| What needs to be done |
Whatever the records below say, write them all out exactly.

[Source records]
= = = =

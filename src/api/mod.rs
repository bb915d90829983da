//! HTTP surface built on axum.
//!
//! [`ApiBuilder`] merges routers into an [`Api`]. Starting the API opens the
//! `LIFESPAN` scope instance; a middleware then opens one `REQUEST` instance
//! per call, which handlers reach through the [`Inject`] and [`RequestScope`]
//! extractors.
//!
//! The `REQUEST` instance closes as failed when the response is a 5xx or
//! carries [`RequestFailed`]; every other response, including a bare 4xx
//! status, closes it as completed and commits the request's session.

pub mod builder;
pub mod errors;
pub mod extract;

pub use builder::{Api, ApiBuilder, RunningApi};
pub use errors::{ApiError, ErrorDetail, Loc, RequestFailed};
pub use extract::{Inject, RequestScope, ValidatedJson, ValidatedQuery};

= = = =

| Reply |
filename src/api/mod.rs
repository bb915d90829983da
//! HTTP surface built on axum.
//!
//! [`ApiBuilder`] merges routers into an [`Api`]. Starting the API opens the
//! `LIFESPAN` scope instance; a middleware then opens one `REQUEST` instance
//! per call, which handlers reach through the [`Inject`] and [`RequestScope`]
//! extractors.
//!
//! The `REQUEST` instance closes as failed when the response is a 5xx or
//! carries [`RequestFailed`]; every other response, including a bare 4xx
//! status, closes it as completed and commits the request's session.

pub mod builder;
pub mod errors;
pub mod extract;

pub use builder::{Api, ApiBuilder, RunningApi};
pub use errors::{ApiError, ErrorDetail, Loc, RequestFailed};
pub use extract::{Inject, RequestScope, ValidatedJson, ValidatedQuery};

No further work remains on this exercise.